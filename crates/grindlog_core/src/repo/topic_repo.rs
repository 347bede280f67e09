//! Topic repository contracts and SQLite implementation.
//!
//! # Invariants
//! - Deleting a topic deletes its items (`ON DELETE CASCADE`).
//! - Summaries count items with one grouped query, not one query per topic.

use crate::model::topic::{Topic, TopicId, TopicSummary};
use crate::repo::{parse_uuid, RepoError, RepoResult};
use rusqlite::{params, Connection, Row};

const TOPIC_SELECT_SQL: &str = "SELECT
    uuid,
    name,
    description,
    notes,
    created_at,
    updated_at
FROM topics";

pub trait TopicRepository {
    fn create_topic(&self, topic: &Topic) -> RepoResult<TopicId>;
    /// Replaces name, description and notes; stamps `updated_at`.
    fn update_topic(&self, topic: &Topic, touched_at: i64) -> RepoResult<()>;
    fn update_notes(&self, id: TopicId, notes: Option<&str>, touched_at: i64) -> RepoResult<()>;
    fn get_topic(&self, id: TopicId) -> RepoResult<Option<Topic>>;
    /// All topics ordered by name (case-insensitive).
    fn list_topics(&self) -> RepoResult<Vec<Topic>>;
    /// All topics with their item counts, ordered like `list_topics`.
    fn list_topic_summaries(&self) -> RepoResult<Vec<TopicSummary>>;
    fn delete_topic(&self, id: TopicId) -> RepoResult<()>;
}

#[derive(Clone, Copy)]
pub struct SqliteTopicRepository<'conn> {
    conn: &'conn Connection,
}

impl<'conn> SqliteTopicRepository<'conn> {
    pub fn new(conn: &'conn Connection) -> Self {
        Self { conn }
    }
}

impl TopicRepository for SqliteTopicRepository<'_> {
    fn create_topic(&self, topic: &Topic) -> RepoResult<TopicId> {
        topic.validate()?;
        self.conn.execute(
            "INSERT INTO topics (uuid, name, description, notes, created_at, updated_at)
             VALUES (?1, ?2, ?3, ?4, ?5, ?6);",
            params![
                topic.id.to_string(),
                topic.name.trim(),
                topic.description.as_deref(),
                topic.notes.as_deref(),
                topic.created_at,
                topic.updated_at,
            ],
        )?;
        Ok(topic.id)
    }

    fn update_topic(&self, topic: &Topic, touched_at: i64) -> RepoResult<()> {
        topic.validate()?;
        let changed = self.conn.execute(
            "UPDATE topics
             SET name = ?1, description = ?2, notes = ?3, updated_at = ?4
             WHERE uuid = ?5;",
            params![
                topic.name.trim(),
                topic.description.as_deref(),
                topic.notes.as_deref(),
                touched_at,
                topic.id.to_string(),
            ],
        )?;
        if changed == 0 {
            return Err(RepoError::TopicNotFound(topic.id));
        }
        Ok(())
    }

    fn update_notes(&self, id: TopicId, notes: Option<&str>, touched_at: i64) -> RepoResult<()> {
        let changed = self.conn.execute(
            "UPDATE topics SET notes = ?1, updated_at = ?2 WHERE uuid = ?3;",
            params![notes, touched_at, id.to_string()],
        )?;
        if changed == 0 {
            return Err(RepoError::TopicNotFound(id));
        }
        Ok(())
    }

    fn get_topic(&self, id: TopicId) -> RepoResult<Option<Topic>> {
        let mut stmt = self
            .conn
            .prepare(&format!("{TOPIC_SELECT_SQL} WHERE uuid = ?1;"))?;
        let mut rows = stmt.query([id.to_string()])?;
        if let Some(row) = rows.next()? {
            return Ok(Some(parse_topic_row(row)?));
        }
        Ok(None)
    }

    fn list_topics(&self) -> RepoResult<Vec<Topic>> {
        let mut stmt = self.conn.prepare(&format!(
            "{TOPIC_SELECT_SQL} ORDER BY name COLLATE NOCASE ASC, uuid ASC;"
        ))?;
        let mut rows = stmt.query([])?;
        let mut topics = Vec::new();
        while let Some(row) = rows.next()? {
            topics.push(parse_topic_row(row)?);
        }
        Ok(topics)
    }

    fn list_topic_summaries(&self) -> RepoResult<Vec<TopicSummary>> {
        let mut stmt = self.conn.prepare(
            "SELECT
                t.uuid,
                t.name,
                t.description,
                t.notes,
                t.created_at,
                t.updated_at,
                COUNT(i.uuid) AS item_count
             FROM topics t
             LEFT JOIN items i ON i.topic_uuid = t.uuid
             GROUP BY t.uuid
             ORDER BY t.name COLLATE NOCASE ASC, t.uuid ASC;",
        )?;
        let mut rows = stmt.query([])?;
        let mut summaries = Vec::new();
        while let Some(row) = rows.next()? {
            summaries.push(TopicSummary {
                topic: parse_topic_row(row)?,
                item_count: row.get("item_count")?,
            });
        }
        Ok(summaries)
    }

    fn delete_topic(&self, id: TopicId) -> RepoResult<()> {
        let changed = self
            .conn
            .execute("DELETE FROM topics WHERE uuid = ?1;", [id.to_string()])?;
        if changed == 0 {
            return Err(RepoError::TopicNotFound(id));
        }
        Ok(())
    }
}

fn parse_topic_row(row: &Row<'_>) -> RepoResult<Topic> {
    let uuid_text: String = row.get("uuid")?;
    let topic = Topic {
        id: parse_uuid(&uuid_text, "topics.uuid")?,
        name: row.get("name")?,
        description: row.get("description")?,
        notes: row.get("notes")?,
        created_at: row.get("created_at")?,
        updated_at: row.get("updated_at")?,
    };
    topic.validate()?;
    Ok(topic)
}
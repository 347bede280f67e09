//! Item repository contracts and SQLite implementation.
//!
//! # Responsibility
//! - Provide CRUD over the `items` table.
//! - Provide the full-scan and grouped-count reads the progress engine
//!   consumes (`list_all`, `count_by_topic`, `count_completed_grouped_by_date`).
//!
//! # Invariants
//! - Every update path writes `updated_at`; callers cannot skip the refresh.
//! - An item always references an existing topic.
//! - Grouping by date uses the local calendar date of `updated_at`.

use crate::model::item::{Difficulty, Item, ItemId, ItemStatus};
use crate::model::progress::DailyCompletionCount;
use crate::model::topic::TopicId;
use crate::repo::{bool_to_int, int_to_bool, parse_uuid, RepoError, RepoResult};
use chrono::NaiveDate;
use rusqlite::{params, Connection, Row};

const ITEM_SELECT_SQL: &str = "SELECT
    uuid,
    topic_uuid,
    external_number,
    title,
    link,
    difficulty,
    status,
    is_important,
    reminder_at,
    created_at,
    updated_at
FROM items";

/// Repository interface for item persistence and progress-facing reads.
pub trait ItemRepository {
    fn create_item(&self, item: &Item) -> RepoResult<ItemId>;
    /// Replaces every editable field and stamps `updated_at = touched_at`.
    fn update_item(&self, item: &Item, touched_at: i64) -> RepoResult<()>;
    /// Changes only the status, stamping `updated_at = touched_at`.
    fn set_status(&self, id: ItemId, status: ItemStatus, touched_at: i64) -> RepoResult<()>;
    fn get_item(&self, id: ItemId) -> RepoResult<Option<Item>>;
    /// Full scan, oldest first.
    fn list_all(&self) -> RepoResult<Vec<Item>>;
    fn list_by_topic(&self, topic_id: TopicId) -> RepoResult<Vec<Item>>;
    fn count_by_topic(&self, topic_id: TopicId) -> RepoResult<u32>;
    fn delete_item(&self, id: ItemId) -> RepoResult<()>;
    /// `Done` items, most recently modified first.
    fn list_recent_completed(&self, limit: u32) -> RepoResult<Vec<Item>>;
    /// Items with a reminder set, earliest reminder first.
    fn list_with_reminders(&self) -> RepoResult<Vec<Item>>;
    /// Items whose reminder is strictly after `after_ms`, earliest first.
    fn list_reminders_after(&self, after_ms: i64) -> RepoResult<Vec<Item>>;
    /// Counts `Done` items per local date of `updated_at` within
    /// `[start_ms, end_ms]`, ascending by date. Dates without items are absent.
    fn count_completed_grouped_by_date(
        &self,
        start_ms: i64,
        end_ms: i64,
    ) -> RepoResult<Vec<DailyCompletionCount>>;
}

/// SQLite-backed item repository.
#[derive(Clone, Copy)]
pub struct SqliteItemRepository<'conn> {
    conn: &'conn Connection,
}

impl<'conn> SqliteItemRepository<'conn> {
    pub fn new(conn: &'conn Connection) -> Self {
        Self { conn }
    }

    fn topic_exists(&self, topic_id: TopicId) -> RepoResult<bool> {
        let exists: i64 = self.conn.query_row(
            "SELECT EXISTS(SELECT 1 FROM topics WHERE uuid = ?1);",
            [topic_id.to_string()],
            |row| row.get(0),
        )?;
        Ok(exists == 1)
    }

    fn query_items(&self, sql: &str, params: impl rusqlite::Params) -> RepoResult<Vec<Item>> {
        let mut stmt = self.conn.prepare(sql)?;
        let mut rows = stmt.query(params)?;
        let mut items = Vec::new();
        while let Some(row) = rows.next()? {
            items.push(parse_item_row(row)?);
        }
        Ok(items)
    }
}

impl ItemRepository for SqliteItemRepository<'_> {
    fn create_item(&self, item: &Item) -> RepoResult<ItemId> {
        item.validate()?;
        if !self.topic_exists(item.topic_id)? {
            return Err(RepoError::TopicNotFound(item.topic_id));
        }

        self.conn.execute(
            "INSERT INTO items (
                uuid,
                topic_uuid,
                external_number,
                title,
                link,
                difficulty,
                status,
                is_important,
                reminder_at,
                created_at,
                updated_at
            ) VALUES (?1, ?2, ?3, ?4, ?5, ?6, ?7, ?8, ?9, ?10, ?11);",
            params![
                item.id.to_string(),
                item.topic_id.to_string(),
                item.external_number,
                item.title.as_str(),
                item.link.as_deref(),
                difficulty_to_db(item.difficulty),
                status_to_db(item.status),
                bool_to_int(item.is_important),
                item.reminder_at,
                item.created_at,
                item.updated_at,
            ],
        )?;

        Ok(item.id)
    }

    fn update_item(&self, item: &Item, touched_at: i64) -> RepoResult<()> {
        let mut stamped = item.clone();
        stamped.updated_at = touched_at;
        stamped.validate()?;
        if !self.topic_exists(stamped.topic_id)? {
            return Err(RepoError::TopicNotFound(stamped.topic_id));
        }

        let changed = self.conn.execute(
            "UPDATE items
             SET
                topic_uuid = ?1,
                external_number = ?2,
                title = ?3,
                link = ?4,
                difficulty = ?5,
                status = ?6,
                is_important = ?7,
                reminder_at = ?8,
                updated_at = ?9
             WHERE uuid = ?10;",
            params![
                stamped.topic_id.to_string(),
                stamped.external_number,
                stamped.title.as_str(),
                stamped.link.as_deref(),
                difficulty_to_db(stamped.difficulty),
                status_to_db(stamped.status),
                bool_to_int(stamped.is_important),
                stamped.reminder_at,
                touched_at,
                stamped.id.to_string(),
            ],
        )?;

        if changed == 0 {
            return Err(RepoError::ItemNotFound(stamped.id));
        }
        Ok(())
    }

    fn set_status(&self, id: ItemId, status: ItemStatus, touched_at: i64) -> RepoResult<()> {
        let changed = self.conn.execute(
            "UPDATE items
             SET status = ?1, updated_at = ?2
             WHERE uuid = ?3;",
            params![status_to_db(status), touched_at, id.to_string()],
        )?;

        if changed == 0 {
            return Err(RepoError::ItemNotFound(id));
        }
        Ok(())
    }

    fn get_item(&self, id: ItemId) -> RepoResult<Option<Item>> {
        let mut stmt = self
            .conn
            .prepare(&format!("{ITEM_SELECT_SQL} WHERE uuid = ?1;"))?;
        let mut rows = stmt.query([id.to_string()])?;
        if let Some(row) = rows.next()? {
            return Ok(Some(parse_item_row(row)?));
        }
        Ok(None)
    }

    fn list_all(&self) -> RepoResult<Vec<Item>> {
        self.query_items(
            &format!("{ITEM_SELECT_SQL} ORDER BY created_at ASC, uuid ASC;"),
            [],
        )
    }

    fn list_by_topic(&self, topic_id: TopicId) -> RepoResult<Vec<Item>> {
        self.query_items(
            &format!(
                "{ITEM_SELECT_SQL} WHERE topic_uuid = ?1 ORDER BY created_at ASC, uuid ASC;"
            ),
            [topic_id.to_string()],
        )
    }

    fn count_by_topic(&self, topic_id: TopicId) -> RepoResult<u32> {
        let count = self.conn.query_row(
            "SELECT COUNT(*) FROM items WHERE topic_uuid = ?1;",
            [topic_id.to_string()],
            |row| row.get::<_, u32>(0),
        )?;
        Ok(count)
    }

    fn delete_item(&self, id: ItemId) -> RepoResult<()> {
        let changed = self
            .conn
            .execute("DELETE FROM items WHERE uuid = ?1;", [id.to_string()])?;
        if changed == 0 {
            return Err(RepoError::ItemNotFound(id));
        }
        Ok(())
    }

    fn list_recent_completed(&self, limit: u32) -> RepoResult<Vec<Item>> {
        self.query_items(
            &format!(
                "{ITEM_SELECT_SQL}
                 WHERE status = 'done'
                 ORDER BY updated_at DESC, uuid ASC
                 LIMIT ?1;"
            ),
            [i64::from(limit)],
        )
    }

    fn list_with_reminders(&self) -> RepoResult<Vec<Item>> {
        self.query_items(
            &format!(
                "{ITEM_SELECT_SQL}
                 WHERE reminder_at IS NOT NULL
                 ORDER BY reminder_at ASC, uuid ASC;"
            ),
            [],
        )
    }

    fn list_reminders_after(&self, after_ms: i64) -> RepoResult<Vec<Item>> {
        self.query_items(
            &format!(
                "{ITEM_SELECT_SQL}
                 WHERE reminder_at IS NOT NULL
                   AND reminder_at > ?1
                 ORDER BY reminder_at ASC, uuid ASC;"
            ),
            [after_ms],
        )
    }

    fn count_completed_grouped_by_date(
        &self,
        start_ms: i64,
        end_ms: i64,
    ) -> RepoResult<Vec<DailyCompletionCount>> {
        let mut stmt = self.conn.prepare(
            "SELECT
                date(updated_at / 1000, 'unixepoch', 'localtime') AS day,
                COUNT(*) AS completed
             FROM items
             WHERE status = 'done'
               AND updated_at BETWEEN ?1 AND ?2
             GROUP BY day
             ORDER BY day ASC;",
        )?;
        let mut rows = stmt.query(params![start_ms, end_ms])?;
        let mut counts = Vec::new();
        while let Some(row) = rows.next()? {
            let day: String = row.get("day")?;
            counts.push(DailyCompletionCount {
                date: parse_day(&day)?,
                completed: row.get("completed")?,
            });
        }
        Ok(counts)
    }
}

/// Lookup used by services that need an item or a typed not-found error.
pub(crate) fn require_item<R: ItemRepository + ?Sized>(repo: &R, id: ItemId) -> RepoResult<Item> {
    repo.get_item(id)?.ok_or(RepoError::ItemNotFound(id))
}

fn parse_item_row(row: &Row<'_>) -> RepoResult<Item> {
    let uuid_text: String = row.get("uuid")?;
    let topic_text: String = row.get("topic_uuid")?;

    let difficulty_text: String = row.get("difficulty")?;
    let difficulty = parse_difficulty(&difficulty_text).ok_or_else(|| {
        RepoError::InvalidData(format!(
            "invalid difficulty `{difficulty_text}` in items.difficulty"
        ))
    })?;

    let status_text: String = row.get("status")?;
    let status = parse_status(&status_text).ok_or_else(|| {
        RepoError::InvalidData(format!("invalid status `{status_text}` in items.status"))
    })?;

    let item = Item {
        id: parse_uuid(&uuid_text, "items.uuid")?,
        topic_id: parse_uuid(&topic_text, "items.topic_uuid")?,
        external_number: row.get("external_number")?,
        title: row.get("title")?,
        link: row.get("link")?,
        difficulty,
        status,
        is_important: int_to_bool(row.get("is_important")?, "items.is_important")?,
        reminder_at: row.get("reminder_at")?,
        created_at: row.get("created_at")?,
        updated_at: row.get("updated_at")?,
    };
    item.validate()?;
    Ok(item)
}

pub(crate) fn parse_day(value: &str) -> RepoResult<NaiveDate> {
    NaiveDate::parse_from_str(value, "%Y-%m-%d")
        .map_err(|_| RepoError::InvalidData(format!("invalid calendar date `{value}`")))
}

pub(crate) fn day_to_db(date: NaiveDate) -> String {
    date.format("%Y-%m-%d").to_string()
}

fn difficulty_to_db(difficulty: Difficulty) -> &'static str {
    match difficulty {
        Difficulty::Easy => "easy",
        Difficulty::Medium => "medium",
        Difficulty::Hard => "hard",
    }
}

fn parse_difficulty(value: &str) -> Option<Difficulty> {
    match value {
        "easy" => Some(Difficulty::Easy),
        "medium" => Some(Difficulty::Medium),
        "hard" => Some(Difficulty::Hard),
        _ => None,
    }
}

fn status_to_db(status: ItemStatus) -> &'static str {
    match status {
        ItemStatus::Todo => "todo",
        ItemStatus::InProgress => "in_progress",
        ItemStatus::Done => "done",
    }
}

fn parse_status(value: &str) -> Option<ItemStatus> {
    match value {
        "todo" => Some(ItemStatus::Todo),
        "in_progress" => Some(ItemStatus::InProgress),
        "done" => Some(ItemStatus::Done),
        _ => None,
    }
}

◆ **PROBLEM REQUIREMENTS**: Scan the listing for "title" and copy out each line that has it.

◆ **ANSWER SPACE**:
    title,
                title,
                item.title.as_str(),
                title = ?3,
                stamped.title.as_str(),
        title: row.get("title")?,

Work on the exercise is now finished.